I have a question for you. It’s not going to be overly comfortable. Or at least, it might not. I’m not trying to ask you something hard for the sake of hurting you, but it’s kind of like asking you what hurts when you go to the doctor.
You know, when you go to the doctor and you tell them what hurts. It seems like they take your information as a list of all potential targets for them to push on. Like if you say your arm hurts, what do they do? They push your arm. Ouch! That hurts. Then they keep pushing it to see how much hurts. Did they get into medicine to hurt people? It could feel that way if this was the end of the check up. No, they don’t want to hurt you. They want to help you. But to find the pain is the first step into bringing healing.
So here is my question for you… what do you think about yourself? Ouch. That can hurt. I know that this question used to hurt me. But now, it doesn’t. Does it hurt you still?
I remember from when I was a little boy, the idea of the golden rule. You remember it? Treat others the way you want to be treated. This was actually taken from the words of Jesus after He told us to love God with all of our being. Jesus said, “Love others as you love yourself.”
Here’s my next tough question. Do you love yourself? Really? Again with the painful questions.

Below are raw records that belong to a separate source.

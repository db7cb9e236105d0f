//! Investment admission against a pool's window and hard cap.

use crate::types::{Amount, Pool, Timestamp};
use crate::Error;

/// Validate an investment of `amount` into `pool` at `now`.
///
/// Checks run in a fixed order: window, amount, cap. Returns the pool's
/// `total_raised` after the investment.
pub fn admit(pool: &Pool, now: Timestamp, amount: Amount) -> Result<Amount, Error> {
    if !pool.is_open(now) {
        return Err(Error::PoolNotActive);
    }
    if amount == 0 {
        return Err(Error::ZeroInvestment);
    }
    let total_raised = pool
        .total_raised
        .checked_add(amount)
        .ok_or(Error::HardCapExceeded)?;
    if total_raised > pool.hard_cap {
        return Err(Error::HardCapExceeded);
    }
    Ok(total_raised)
}
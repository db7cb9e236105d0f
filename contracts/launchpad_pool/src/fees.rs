//! Cross-chain fee estimation seam.
//!
//! Bridging cost quotes come from an external price oracle. The engine only
//! defines the interface; no pool invariant depends on a quote.

use std::collections::BTreeMap;

use thiserror::Error;

use crate::types::Amount;

pub type ChainId = u32;

#[derive(Debug, Clone, PartialEq, Eq, Error)]
pub enum FeeEstimateError {
    #[error("no fee quote for route {src} -> {dest}")]
    UnsupportedRoute { src: ChainId, dest: ChainId },
}

/// Source of cross-chain message fees.
pub trait FeeEstimator {
    fn estimate_fee(&self, src_chain: ChainId, dest_chain: ChainId)
        -> Result<Amount, FeeEstimateError>;
}

/// Static per-route fee table.
#[derive(Debug, Clone, Default, PartialEq, Eq)]
pub struct FixedFeeTable {
    routes: BTreeMap<(ChainId, ChainId), Amount>,
}

impl FixedFeeTable {
    pub fn new() -> Self {
        Self::default()
    }

    pub fn with_route(mut self, src: ChainId, dest: ChainId, fee: Amount) -> Self {
        self.insert(src, dest, fee);
        self
    }

    /// Set the fee for `src -> dest`, replacing any previous quote.
    pub fn insert(&mut self, src: ChainId, dest: ChainId, fee: Amount) {
        self.routes.insert((src, dest), fee);
    }

    pub fn len(&self) -> usize {
        self.routes.len()
    }

    pub fn is_empty(&self) -> bool {
        self.routes.is_empty()
    }
}

impl FeeEstimator for FixedFeeTable {
    fn estimate_fee(
        &self,
        src_chain: ChainId,
        dest_chain: ChainId,
    ) -> Result<Amount, FeeEstimateError> {
        self.routes
            .get(&(src_chain, dest_chain))
            .copied()
            .ok_or(FeeEstimateError::UnsupportedRoute {
                src: src_chain,
                dest: dest_chain,
            })
    }
}
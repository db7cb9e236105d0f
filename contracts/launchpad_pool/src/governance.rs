//! Vote recording on proposals.
//!
//! Proposals are independent of pools. There is no close, quorum or
//! execution step; a proposal just accumulates one vote per address.

use crate::types::{Address, Proposal, Timestamp, VoteRecord};
use crate::Error;

impl Proposal {
    pub(crate) fn new(
        id: u64,
        proposer: Address,
        title: String,
        description: String,
        created_at: Timestamp,
    ) -> Self {
        Self {
            id,
            proposer,
            title,
            description,
            created_at,
            yes_votes: 0,
            no_votes: 0,
            votes: Default::default(),
        }
    }

    /// The recorded choice of `voter`, if any.
    pub fn vote_of(&self, voter: &Address) -> Option<bool> {
        self.votes.get(voter).map(|record| record.support)
    }

    pub fn total_votes(&self) -> u64 {
        self.yes_votes.saturating_add(self.no_votes)
    }

    /// Record a vote; the proposal is untouched on error.
    pub(crate) fn record_vote(
        &mut self,
        voter: &Address,
        support: bool,
        cast_at: Timestamp,
    ) -> Result<(), Error> {
        if self.votes.contains_key(voter) {
            return Err(Error::DuplicateVote);
        }
        let tally = if support {
            &mut self.yes_votes
        } else {
            &mut self.no_votes
        };
        *tally = tally.checked_add(1).ok_or(Error::ArithmeticOverflow)?;
        self.votes
            .insert(voter.clone(), VoteRecord { support, cast_at });
        Ok(())
    }
}
//! Application configuration loaded from environment variables.

use launchpad_pool::{
    vesting::{DEFAULT_CLIFF_DURATION, DEFAULT_LINEAR_DURATION},
    ChainId, EngineParams, FixedFeeTable, VestingCurve,
};

use crate::errors::{HostError, Result};

#[derive(Debug, Clone)]
pub struct Config {
    /// Path to the SQLite database file
    pub database_url: String,
    /// Seconds between pool end and the first claimable instant
    pub cliff_duration_secs: u64,
    /// `cliff` or `linear`
    pub vesting_curve: String,
    /// Length of the linear release, measured from pool end
    pub vesting_duration_secs: u64,
    /// Static bridge fee quotes, `src:dest=fee` separated by commas
    pub bridge_fees: FixedFeeTable,
}

impl Config {
    pub fn from_env() -> Result<Self> {
        Ok(Config {
            database_url: env_var("DATABASE_URL")
                .unwrap_or_else(|_| "sqlite:./launchpad.db".to_string()),
            cliff_duration_secs: env_var("CLIFF_DURATION_SECS")
                .unwrap_or_else(|_| DEFAULT_CLIFF_DURATION.to_string())
                .parse()
                .map_err(|_| HostError::Config("Invalid CLIFF_DURATION_SECS".to_string()))?,
            vesting_curve: env_var("VESTING_CURVE").unwrap_or_else(|_| "cliff".to_string()),
            vesting_duration_secs: env_var("VESTING_DURATION_SECS")
                .unwrap_or_else(|_| DEFAULT_LINEAR_DURATION.to_string())
                .parse()
                .map_err(|_| HostError::Config("Invalid VESTING_DURATION_SECS".to_string()))?,
            bridge_fees: parse_fee_table(&env_var("BRIDGE_FEES").unwrap_or_default())?,
        })
    }

    /// Engine parameters described by this configuration.
    pub fn engine_params(&self) -> Result<EngineParams> {
        let curve = match self.vesting_curve.as_str() {
            "cliff" => VestingCurve::CliffRelease,
            "linear" => VestingCurve::Linear {
                duration: self.vesting_duration_secs,
            },
            other => {
                return Err(HostError::Config(format!(
                    "Invalid VESTING_CURVE: {other} (expected cliff or linear)"
                )))
            }
        };
        EngineParams::new(self.cliff_duration_secs, curve)
            .map_err(|e| HostError::Config(format!("Invalid vesting parameters: {e}")))
    }
}

/// Parse `src:dest=fee[,src:dest=fee...]`. Blank input yields an empty table.
pub fn parse_fee_table(raw: &str) -> Result<FixedFeeTable> {
    let mut table = FixedFeeTable::new();
    for entry in raw.split(',').map(str::trim).filter(|e| !e.is_empty()) {
        let invalid = || HostError::Config(format!("Invalid BRIDGE_FEES entry: {entry}"));
        let (route, fee) = entry.split_once('=').ok_or_else(invalid)?;
        let (src, dest) = route.split_once(':').ok_or_else(invalid)?;
        let src: ChainId = src.trim().parse().map_err(|_| invalid())?;
        let dest: ChainId = dest.trim().parse().map_err(|_| invalid())?;
        let fee = fee.trim().parse().map_err(|_| invalid())?;
        table.insert(src, dest, fee);
    }
    Ok(table)
}

fn env_var(key: &str) -> Result<String> {
    std::env::var(key).map_err(|_| HostError::Config(format!("Missing env var: {key}")))
}
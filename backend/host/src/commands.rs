//! Line-delimited JSON command protocol.
//!
//! Each input line is one [`Request`]:
//!
//! ```json
//! {"caller": "0xinvestor", "at": 1700000000, "op": "invest", "pool_id": 0, "amount": "1000000000000000000"}
//! ```
//!
//! `at` is optional; without it the host uses the wall clock. Amounts are
//! decimal strings of 18-decimal fixed-point integers, in requests as well
//! as in responses and events. Each request produces one [`Response`] line.

use launchpad_pool::{
    decimal, Address, Amount, ChainId, LaunchpadEvent, Pool, Proposal, Timestamp,
    VestingSchedule,
};
use serde::{Deserialize, Serialize};

use crate::errors::HostError;

#[derive(Debug, Clone, Deserialize)]
pub struct Request {
    /// Identity on whose behalf the command runs.
    pub caller: Address,
    /// Explicit invocation time, unix seconds.
    #[serde(default)]
    pub at: Option<Timestamp>,
    #[serde(flatten)]
    pub command: Command,
}

#[derive(Debug, Clone, PartialEq, Eq, Deserialize)]
#[serde(tag = "op", rename_all = "snake_case")]
pub enum Command {
    CreatePool {
        token: Address,
        #[serde(deserialize_with = "decimal::deserialize")]
        token_price: Amount,
        #[serde(deserialize_with = "decimal::deserialize")]
        soft_cap: Amount,
        #[serde(deserialize_with = "decimal::deserialize")]
        hard_cap: Amount,
        start_time: Timestamp,
        end_time: Timestamp,
    },
    Invest {
        pool_id: u64,
        #[serde(deserialize_with = "decimal::deserialize")]
        amount: Amount,
    },
    ClaimTokens {
        pool_id: u64,
    },
    CreateProposal {
        title: String,
        #[serde(default)]
        description: String,
    },
    Vote {
        proposal_id: u64,
        support: bool,
    },
    GetPool {
        pool_id: u64,
    },
    /// `investor` defaults to the caller.
    GetInvestment {
        pool_id: u64,
        #[serde(default)]
        investor: Option<Address>,
    },
    /// `investor` defaults to the caller.
    GetVestingSchedule {
        pool_id: u64,
        #[serde(default)]
        investor: Option<Address>,
    },
    /// `voter` defaults to the caller.
    GetVote {
        proposal_id: u64,
        #[serde(default)]
        voter: Option<Address>,
    },
    GetProposal {
        proposal_id: u64,
    },
    EstimateFee {
        src_chain: ChainId,
        dest_chain: ChainId,
    },
}

impl Command {
    pub fn name(&self) -> &'static str {
        match self {
            Self::CreatePool { .. } => "create_pool",
            Self::Invest { .. } => "invest",
            Self::ClaimTokens { .. } => "claim_tokens",
            Self::CreateProposal { .. } => "create_proposal",
            Self::Vote { .. } => "vote",
            Self::GetPool { .. } => "get_pool",
            Self::GetInvestment { .. } => "get_investment",
            Self::GetVestingSchedule { .. } => "get_vesting_schedule",
            Self::GetVote { .. } => "get_vote",
            Self::GetProposal { .. } => "get_proposal",
            Self::EstimateFee { .. } => "estimate_fee",
        }
    }

    /// Whether the command changes engine state.
    pub fn is_mutating(&self) -> bool {
        matches!(
            self,
            Self::CreatePool { .. }
                | Self::Invest { .. }
                | Self::ClaimTokens { .. }
                | Self::CreateProposal { .. }
                | Self::Vote { .. }
        )
    }
}

/// Value produced by a command.
#[derive(Debug, Clone, PartialEq, Eq, Serialize)]
#[serde(untagged)]
pub enum Output {
    Id(u64),
    Amount(#[serde(serialize_with = "decimal::serialize")] Amount),
    Flag(bool),
    Pool(Pool),
    Vesting(VestingSchedule),
    Proposal(Proposal),
    Empty,
}

/// A successful command: its value plus the event it emitted, if it mutated.
#[derive(Debug, Clone, PartialEq, Eq, Serialize)]
pub struct Outcome {
    pub value: Output,
    #[serde(skip_serializing_if = "Option::is_none")]
    pub event: Option<LaunchpadEvent>,
}

impl Outcome {
    pub fn read(value: Output) -> Self {
        Self { value, event: None }
    }

    pub fn committed(value: Output, event: LaunchpadEvent) -> Self {
        Self {
            value,
            event: Some(event),
        }
    }
}

/// One output line.
#[derive(Debug, Serialize)]
#[serde(rename_all = "snake_case")]
pub enum Response {
    Ok(Outcome),
    Error { code: u32, message: String },
}

impl From<Result<Outcome, HostError>> for Response {
    fn from(result: Result<Outcome, HostError>) -> Self {
        match result {
            Ok(outcome) => Self::Ok(outcome),
            Err(e) => Self::Error {
                code: e.code(),
                message: e.to_string(),
            },
        }
    }
}
//! Application-wide error types.

use thiserror::Error;

#[derive(Debug, Error)]
pub enum HostError {
    #[error("Database error: {0}")]
    Database(#[from] sqlx::Error),

    #[error("Migration error: {0}")]
    Migrate(#[from] sqlx::migrate::MigrateError),

    #[error("JSON error: {0}")]
    Json(#[from] serde_json::Error),

    #[error("I/O error: {0}")]
    Io(#[from] std::io::Error),

    #[error("Configuration error: {0}")]
    Config(String),

    #[error("Engine rejected call: {0}")]
    Engine(#[from] launchpad_pool::Error),

    #[error("Fee estimate failed: {0}")]
    FeeEstimate(#[from] launchpad_pool::FeeEstimateError),
}

impl HostError {
    /// Numeric code reported to callers. Engine errors keep their own codes;
    /// host-side failures use the 1000 range.
    pub fn code(&self) -> u32 {
        match self {
            Self::Engine(e) => e.code(),
            Self::FeeEstimate(_) => 1001,
            Self::Json(_) => 1002,
            Self::Config(_) => 1003,
            Self::Database(_) | Self::Migrate(_) | Self::Io(_) => 1100,
        }
    }
}

pub type Result<T> = std::result::Result<T, HostError>;
//! # Types
//!
//! Shared data structures used across all modules of the launchpad engine.
//!
//! ## Design decisions
//!
//! ### Config / State split
//!
//! A `Pool` is internally stored as two separate entries:
//!
//! - [`PoolConfig`]: written once at creation; never mutated.
//! - [`PoolState`]: written on every successful investment.
//!
//! The public API exposes the reconstructed [`Pool`] struct for convenience.
//!
//! ### Phases are derived, not stored
//!
//! [`PoolPhase`] is computed from the pool window, the engine's cliff and the
//! caller-supplied `now`:
//!
//! ```text
//! Upcoming ──► Active ──► PostWindow ──► CliffElapsed
//! ```
//!
//! There is no explicit close; transitions are purely time-driven.

use core::fmt;
use std::collections::BTreeMap;

use serde::{Deserialize, Serialize};

/// Token and payment amounts, 18-decimal fixed point.
pub type Amount = u128;

/// Seconds since the Unix epoch, supplied by the host on every call.
pub type Timestamp = u64;

/// `1.0` in 18-decimal fixed point (`10^18`).
pub const WAD: Amount = 1_000_000_000_000_000_000;

/// Opaque account or asset identifier (address-equivalent).
#[derive(Clone, Debug, PartialEq, Eq, PartialOrd, Ord, Hash, Serialize, Deserialize)]
#[serde(transparent)]
pub struct Address(String);

impl Address {
    pub fn new(raw: impl Into<String>) -> Self {
        Self(raw.into())
    }

    pub fn as_str(&self) -> &str {
        &self.0
    }
}

impl fmt::Display for Address {
    fn fmt(&self, f: &mut fmt::Formatter<'_>) -> fmt::Result {
        f.write_str(&self.0)
    }
}

impl From<&str> for Address {
    fn from(raw: &str) -> Self {
        Self::new(raw)
    }
}

impl From<String> for Address {
    fn from(raw: String) -> Self {
        Self(raw)
    }
}

/// Arguments to `create_pool`.
#[derive(Clone, Debug, PartialEq, Eq, Serialize, Deserialize)]
pub struct PoolParams {
    /// Asset being sold.
    pub token: Address,
    /// Payment units per whole token.
    #[serde(with = "decimal")]
    pub token_price: Amount,
    #[serde(with = "decimal")]
    pub soft_cap: Amount,
    #[serde(with = "decimal")]
    pub hard_cap: Amount,
    pub start_time: Timestamp,
    pub end_time: Timestamp,
}

/// Immutable pool configuration, written once at creation.
#[derive(Clone, Debug, PartialEq, Eq, Serialize, Deserialize)]
pub struct PoolConfig {
    pub id: u64,
    pub creator: Address,
    pub token: Address,
    #[serde(with = "decimal")]
    pub token_price: Amount,
    #[serde(with = "decimal")]
    pub soft_cap: Amount,
    #[serde(with = "decimal")]
    pub hard_cap: Amount,
    pub start_time: Timestamp,
    pub end_time: Timestamp,
    pub created_at: Timestamp,
}

/// Mutable pool state, updated on investments.
#[derive(Clone, Debug, Default, PartialEq, Eq, Serialize, Deserialize)]
pub struct PoolState {
    #[serde(with = "decimal")]
    pub total_raised: Amount,
}

/// Full representation of a fundraising pool.
///
/// Used as the public API return type; reconstructed internally from
/// the split `PoolConfig` + `PoolState` entries.
#[derive(Clone, Debug, PartialEq, Eq, Serialize, Deserialize)]
pub struct Pool {
    /// Sequential identifier, never reused.
    pub id: u64,
    /// Caller that created the pool.
    pub creator: Address,
    /// Asset distributed to investors.
    pub token: Address,
    /// Payment units per whole token (18 decimals).
    #[serde(with = "decimal")]
    pub token_price: Amount,
    /// Minimum viable raise.
    #[serde(with = "decimal")]
    pub soft_cap: Amount,
    /// Absolute maximum raise.
    #[serde(with = "decimal")]
    pub hard_cap: Amount,
    /// First instant investments are accepted (inclusive).
    pub start_time: Timestamp,
    /// Last instant investments are accepted (inclusive).
    pub end_time: Timestamp,
    pub created_at: Timestamp,
    /// Sum of all investments; never exceeds `hard_cap`.
    #[serde(with = "decimal")]
    pub total_raised: Amount,
}

impl Pool {
    pub(crate) fn from_parts(config: &PoolConfig, state: &PoolState) -> Self {
        Self {
            id: config.id,
            creator: config.creator.clone(),
            token: config.token.clone(),
            token_price: config.token_price,
            soft_cap: config.soft_cap,
            hard_cap: config.hard_cap,
            start_time: config.start_time,
            end_time: config.end_time,
            created_at: config.created_at,
            total_raised: state.total_raised,
        }
    }

    /// Whether `now` falls inside the inclusive investment window.
    pub fn is_open(&self, now: Timestamp) -> bool {
        self.start_time <= now && now <= self.end_time
    }

    pub fn soft_cap_reached(&self) -> bool {
        self.total_raised >= self.soft_cap
    }

    /// Room left under the hard cap.
    pub fn remaining_capacity(&self) -> Amount {
        self.hard_cap.saturating_sub(self.total_raised)
    }
}

/// Time-driven lifecycle position of a pool.
#[derive(Clone, Copy, Debug, PartialEq, Eq, Serialize, Deserialize)]
#[serde(rename_all = "snake_case")]
pub enum PoolPhase {
    /// Before `start_time`.
    Upcoming,
    /// Accepting investments.
    Active,
    /// Window closed; vesting clock running.
    PostWindow,
    /// Claims permitted.
    CliffElapsed,
}

/// Per-investor vesting view, derived from the ledger on demand.
#[derive(Clone, Debug, PartialEq, Eq, Serialize, Deserialize)]
pub struct VestingSchedule {
    pub pool_id: u64,
    pub investor: Address,
    /// Tokens owed: `investment / token_price`, rounded down.
    #[serde(with = "decimal")]
    pub total_entitlement: Amount,
    /// First instant any tokens vest.
    pub cliff_end: Timestamp,
    /// Instant the whole entitlement is vested.
    pub vesting_end: Timestamp,
    /// Tokens already released.
    #[serde(with = "decimal")]
    pub claimed_amount: Amount,
}

impl VestingSchedule {
    pub fn remaining(&self) -> Amount {
        self.total_entitlement.saturating_sub(self.claimed_amount)
    }

    pub fn is_fully_claimed(&self) -> bool {
        self.total_entitlement > 0 && self.claimed_amount >= self.total_entitlement
    }
}

/// A single recorded vote.
#[derive(Clone, Debug, PartialEq, Eq, Serialize, Deserialize)]
pub struct VoteRecord {
    pub support: bool,
    pub cast_at: Timestamp,
}

/// A governance proposal open for yes/no voting.
#[derive(Clone, Debug, PartialEq, Eq, Serialize, Deserialize)]
pub struct Proposal {
    pub id: u64,
    pub proposer: Address,
    pub title: String,
    pub description: String,
    pub created_at: Timestamp,
    pub yes_votes: u64,
    pub no_votes: u64,
    /// At most one entry per voter.
    pub votes: BTreeMap<Address, VoteRecord>,
}

/// Serde adapter writing an [`Amount`] as a decimal string.
///
/// Amounts routinely exceed 2^53, which JSON consumers backed by doubles
/// cannot represent exactly. Input must be a string too.
pub mod decimal {
    use serde::{de::Error, Deserialize, Deserializer, Serializer};

    use super::Amount;

    pub fn serialize<S: Serializer>(amount: &Amount, serializer: S) -> Result<S::Ok, S::Error> {
        serializer.collect_str(amount)
    }

    pub fn deserialize<'de, D: Deserializer<'de>>(deserializer: D) -> Result<Amount, D::Error> {
        let raw = String::deserialize(deserializer)?;
        raw.trim()
            .parse()
            .map_err(|_| D::Error::custom(format!("invalid amount: {raw}")))
    }
}
//! Read-only filesystem view over a flat object-storage bucket.
//!
//! Object stores address data by flat keys, not paths. `objfs` adapts a
//! bucket into a hierarchical, path-addressable view: open a path, list a
//! directory, stat an entry, read bytes, close. Directory semantics are
//! synthesized from key prefixes and the `/` delimiter.
//!
//! # Architecture
//!
//! The storage client is an external collaborator behind the
//! [`ObjectStore`](store::ObjectStore) trait, which needs exactly three
//! primitives: a head-style lookup, an object download, and a one-level
//! delimiter listing. On top of that:
//!
//! - the resolver classifies a path as object or directory with a
//!   two-phase probe (verbatim key first, then directory marker), and
//!   expands directories into their immediate children;
//! - [`ObjectFile`] is a lazily-populated handle bound to a resolved
//!   path: sequential byte reads for objects, on-demand metadata
//!   synthesis from store headers for both kinds.
//!
//! The view is read-only and single-shot per call: no caching, no
//! retries, no pagination. A truncated listing surfaces as
//! [`Error::Truncated`] rather than being silently under-reported.
//!
//! For an `aws-sdk-s3` backed [`ObjectStore`](store::ObjectStore)
//! implementation, see the `objfs-aws` crate.

mod dir;
mod error;
mod file;
mod fs;
mod path;
mod resolve;
mod timestamp;

pub mod store;

pub use self::dir::{DirEntry, EntryKind};
pub use self::error::{Error, MetadataParseError, Result};
pub use self::file::{Metadata, ObjectFile};
pub use self::fs::ObjectFs;
pub use self::path::DELIMITER;
pub use self::timestamp::{ParseTimestampError, Timestamp};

I have found in my life that this question can be painful. But to be honest, it hurts most when I don’t have a good grasp of who God has made me to be. I mean, it’s easy to be nice to people without loving yourself, but when you love yourself, you understand better how to love others. Do you understand what I’m getting at?
If I feel loved when someone does something specific, it doesn’t mean that everyone loves that. For example, if you give me a verbal encouragement to show me love, it will make me feel worth while. But if you give it to someone that speaks the love language of “Acts of Service”, the words won’t make the same impact, if any at all.
When we understand how we need to be loved, then we start to take the step towards understanding how others need to be loved, and perhaps different then us.
So we go back to the beginning… What do you think about yourself? Do you think you are worthy of love? Do you think you have to earn love? Do you think you are loved by God, but it’s too hard to feel? Do you truly love yourself, or just tolerate yourself for the good of others?
This is not simply a blog. It has been designed with community in place. So I ask you, would you journey with me in these questions? Would you take the risks you feel you can to dig a little deeper in your identity in Christ… in practical terms?
Tell me…do you love yourself?
This is such a great beginning session. I remember when I first realized that in order to truly love others I had to love myself. I hated that! I didn’t want to love others the way I loved myself because I realized that that was not good enough for them. BAM there it is. I didn’t value myself.
I am thankful that I am growing in this and really beginning (I say beginning because I don’t know if I will ever fully know until heaven) to believe that I am valuable and deeply loved. It has changed the way I love others. I see that I can still fall back into old ways (especially when I haven’t spent enough time with God) but I pray that each day I will grow more and more to love the person that God has made me to be! And HE doesn’t make mistake 🙂
That’s awesome Kaitlyn. Too often we find ourselves actually tolerating our own lives and personalities instead of loving who we are. We must come to the place where we love and enjoy ourselves but that is a long journey. I hope this is the beginning of it for many.
This is really cool to learn about and explore further!
On most days I would say I love myself, but I’d say I lack that consistency in my confidence. An awkward moment, a lonely day can so easily shape my view of myself. As you said in the video, as you make yourself vulnerable, the success or lack of it would’ve had the power to shape your identity, and I don’t want that anymore. I know there will be many days where I need to go to God for Him to remind me who I am and Whose I am, but I want to desire His voice more than I desire others to affirm that in me. Because right now I think I depend a little too much on my interactions with others to affirm my identity. And I so badly want to gain a greater understanding of my identity in Christ because for a while now I’ve had it come up over and over again that Christ’s call or yoke for each person is unique- like I understand the butterknife theory suggests- and I want to live according to that calling and step forward with confidence in how God made me rather than trying to fit what I’ve had communicated to me that every proper Christain does.
Thanks so much for this Brad! I’m excited to continue tuning in!
Hey Natalie. I’m so excited for how you already see this journey. I am committed to walking with you and so many others on this exact issue. The hard thing is, while we should not get our identity from others, God has made us for others. So the route must be that we love ourselves in order to love others. When we do this, we not only have identity in our design from Christ, but just how good our design is from Him and others.
Consistent belief and practise is where I find myself in this. And although belief shapes action I find with identity that there are actions I can do that help reinforce my ability to love myself as the Bible instructs . As I am consistent it builds up the love tank so I can operate out of true identity WITH abundance. ..
That’s a great statement Randy. Thanks so much for it. Identity development does come with practice. My deepest desire with this school of identity, is to help people practice those practical aspects of their identity. I want everyone to see themselves the way Jesus sees them.